=== Dataset records ===
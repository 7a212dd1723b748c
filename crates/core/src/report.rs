//! The report job entity and its status lifecycle.
//!
//! ```text
//! Running ──(worker builds artifact)──▶ Complete { location }
//!    │
//!    └──────(worker gives up)─────────▶ Failed { error }
//! ```
//!
//! A job that never reached a worker is deleted rather than failed; that path is
//! owned by the submission service, not by this type.

use chrono::{DateTime, Utc};
use serde::{Deserialize, Serialize};

use crate::entity::Entity;
use crate::error::{DomainError, DomainResult};
use crate::id::ReportId;
use crate::location::ArtifactLocation;

/// Status of a report job.
///
/// The artifact location lives inside `Complete`, so a result can only exist
/// once the job has completed.
#[derive(Debug, Clone, PartialEq, Eq, Serialize, Deserialize)]
#[serde(tag = "status", rename_all = "snake_case")]
pub enum ReportStatus {
    Running,
    Complete { location: ArtifactLocation },
    Failed { error: String },
}

impl ReportStatus {
    pub fn is_terminal(&self) -> bool {
        !matches!(self, ReportStatus::Running)
    }

    /// Client-facing status label.
    pub fn as_str(&self) -> &'static str {
        match self {
            ReportStatus::Running => "Running",
            ReportStatus::Complete { .. } => "Complete",
            ReportStatus::Failed { .. } => "Failed",
        }
    }
}

/// A unit of asynchronous report generation.
#[derive(Debug, Clone, PartialEq, Eq, Serialize, Deserialize)]
pub struct ReportJob {
    id: ReportId,
    status: ReportStatus,
    created_at: DateTime<Utc>,
    updated_at: DateTime<Utc>,
}

impl ReportJob {
    /// A fresh `Running` job with a newly generated id.
    pub fn new() -> Self {
        Self::with_id(ReportId::new())
    }

    /// A fresh `Running` job with a caller-chosen id (tests, imports).
    pub fn with_id(id: ReportId) -> Self {
        let now = Utc::now();
        Self {
            id,
            status: ReportStatus::Running,
            created_at: now,
            updated_at: now,
        }
    }

    /// Rehydrate a job from storage.
    pub fn restore(
        id: ReportId,
        status: ReportStatus,
        created_at: DateTime<Utc>,
        updated_at: DateTime<Utc>,
    ) -> Self {
        Self {
            id,
            status,
            created_at,
            updated_at,
        }
    }

    pub fn report_id(&self) -> ReportId {
        self.id
    }

    pub fn status(&self) -> &ReportStatus {
        &self.status
    }

    /// The artifact location, present only for completed jobs.
    pub fn result(&self) -> Option<&ArtifactLocation> {
        match &self.status {
            ReportStatus::Complete { location } => Some(location),
            _ => None,
        }
    }

    pub fn created_at(&self) -> DateTime<Utc> {
        self.created_at
    }

    pub fn updated_at(&self) -> DateTime<Utc> {
        self.updated_at
    }

    pub fn mark_complete(&mut self, location: ArtifactLocation) -> DomainResult<()> {
        self.ensure_running("complete")?;
        self.status = ReportStatus::Complete { location };
        self.updated_at = Utc::now();
        Ok(())
    }

    pub fn mark_failed(&mut self, error: impl Into<String>) -> DomainResult<()> {
        self.ensure_running("fail")?;
        self.status = ReportStatus::Failed { error: error.into() };
        self.updated_at = Utc::now();
        Ok(())
    }

    /// Apply a terminal `outcome` (`Complete` or `Failed`) to a running job.
    pub fn finish(&mut self, outcome: ReportStatus) -> DomainResult<()> {
        match outcome {
            ReportStatus::Running => Err(DomainError::invariant(format!(
                "cannot move report {} back to Running",
                self.id
            ))),
            ReportStatus::Complete { location } => self.mark_complete(location),
            ReportStatus::Failed { error } => self.mark_failed(error),
        }
    }

    fn ensure_running(&self, action: &str) -> DomainResult<()> {
        if self.status.is_terminal() {
            return Err(DomainError::invariant(format!(
                "cannot {action} report {}: already {}",
                self.id,
                self.status.as_str()
            )));
        }
        Ok(())
    }
}

impl Default for ReportJob {
    fn default() -> Self {
        Self::new()
    }
}

impl Entity for ReportJob {
    type Id = ReportId;

    fn id(&self) -> &Self::Id {
        &self.id
    }
}
//! HTTP API: configuration, routing, and request/response mapping.

pub mod app;
pub mod config;
pub mod context;
pub mod middleware;
use axum::http::{header, HeaderMap, Uri};

use storewatch_core::BaseUrl;

/// Where a request was addressed to, as seen by the client.
///
/// Used to turn stored artifact paths into absolute URLs when no
/// `PUBLIC_BASE_URL` is configured. Honors `X-Forwarded-Proto` from a
/// terminating proxy. The host comes from `Host`, or from the URI authority for
/// HTTP/2 and absolute-form requests that carry no `Host` header.
#[derive(Debug, Clone, PartialEq, Eq)]
pub struct RequestOrigin {
    scheme: String,
    host: Option<String>,
}

impl RequestOrigin {
    pub fn from_parts(uri: &Uri, headers: &HeaderMap) -> Self {
        let scheme = headers
            .get("x-forwarded-proto")
            .and_then(|v| v.to_str().ok())
            .and_then(|v| v.split(',').next())
            .or(uri.scheme_str())
            .map(|v| v.trim().to_ascii_lowercase())
            .filter(|v| v == "http" || v == "https")
            .unwrap_or_else(|| "http".to_string());

        let host = headers
            .get(header::HOST)
            .and_then(|v| v.to_str().ok())
            .map(|v| v.trim().to_string())
            .filter(|v| !v.is_empty())
            .or_else(|| uri.authority().map(|a| a.as_str().to_string()));

        Self { scheme, host }
    }

    /// Absolute base for this request, if a usable host is known.
    pub fn base_url(&self) -> Option<BaseUrl> {
        let host = self.host.as_deref()?;
        BaseUrl::from_origin(&self.scheme, host).ok()
    }
}
use std::sync::Arc;

use anyhow::Context;

use storewatch_core::BaseUrl;
use storewatch_infra::jobs::{
    InMemoryReportStore, LocalReportQueue, PlaceholderReportBuilder, PostgresReportStore,
    ReportQueue, ReportStore, ReportWorker,
};
use storewatch_infra::reports::{StatusService, SubmissionService};

use crate::config::ApiConfig;

/// Everything the handlers need, shared behind an `Arc` extension.
#[derive(Clone)]
pub struct AppServices {
    pub submission: SubmissionService,
    pub status: StatusService,
    pub store: Arc<dyn ReportStore>,
    /// Fixed base for report URLs; `None` derives it per request.
    pub public_base_url: Option<BaseUrl>,
}

impl AppServices {
    pub fn new(
        store: Arc<dyn ReportStore>,
        queue: Arc<dyn ReportQueue>,
        public_base_url: Option<BaseUrl>,
    ) -> Self {
        Self {
            submission: SubmissionService::new(store.clone(), queue),
            status: StatusService::new(store.clone()),
            store,
            public_base_url,
        }
    }
}

/// Wire store, queue and (for the in-process queue) a worker from configuration.
///
/// Must be called inside a tokio runtime: the local worker is spawned onto it
/// and runs until the queue is dropped with the returned services.
pub async fn build_services(config: &ApiConfig) -> anyhow::Result<AppServices> {
    let store: Arc<dyn ReportStore> = match &config.database_url {
        Some(url) => {
            let store = PostgresReportStore::connect(url)
                .await
                .context("failed to connect report store")?;
            tracing::info!("report store: postgres");
            Arc::new(store)
        }
        None => {
            tracing::warn!("DATABASE_URL not set; reports are kept in memory and lost on restart");
            Arc::new(InMemoryReportStore::new())
        }
    };

    let queue = match redis_queue(config)? {
        Some(queue) => queue,
        None => spawn_local_worker(store.clone(), config.queue_capacity),
    };

    Ok(AppServices::new(store, queue, config.public_base_url.clone()))
}

/// In-process queue drained by a [`ReportWorker`] using the placeholder builder.
pub fn spawn_local_worker(store: Arc<dyn ReportStore>, capacity: usize) -> Arc<dyn ReportQueue> {
    let (queue, receiver) = LocalReportQueue::channel(capacity);
    ReportWorker::new(receiver, store, Arc::new(PlaceholderReportBuilder::default())).spawn();
    tracing::info!(capacity, "report queue: in-process worker");
    Arc::new(queue)
}

#[cfg(feature = "redis")]
fn redis_queue(config: &ApiConfig) -> anyhow::Result<Option<Arc<dyn ReportQueue>>> {
    let Some(url) = &config.redis_url else {
        return Ok(None);
    };
    let queue = storewatch_infra::jobs::RedisReportQueue::new(url.as_str(), config.redis_queue_key.clone())
        .context("invalid REDIS_URL")?;
    tracing::info!(key = %config.redis_queue_key, "report queue: redis");
    Ok(Some(Arc::new(queue)))
}

#[cfg(not(feature = "redis"))]
fn redis_queue(config: &ApiConfig) -> anyhow::Result<Option<Arc<dyn ReportQueue>>> {
    if config.redis_url.is_some() {
        tracing::warn!("REDIS_URL is set but the `redis` feature is disabled; using the in-process queue");
    }
    Ok(None)
}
===
**The task**
Working through the records, copy each line in which the word "struct" appears.

**Result of the task**
pub struct ReportJob {
pub struct RequestOrigin {
pub struct AppServices {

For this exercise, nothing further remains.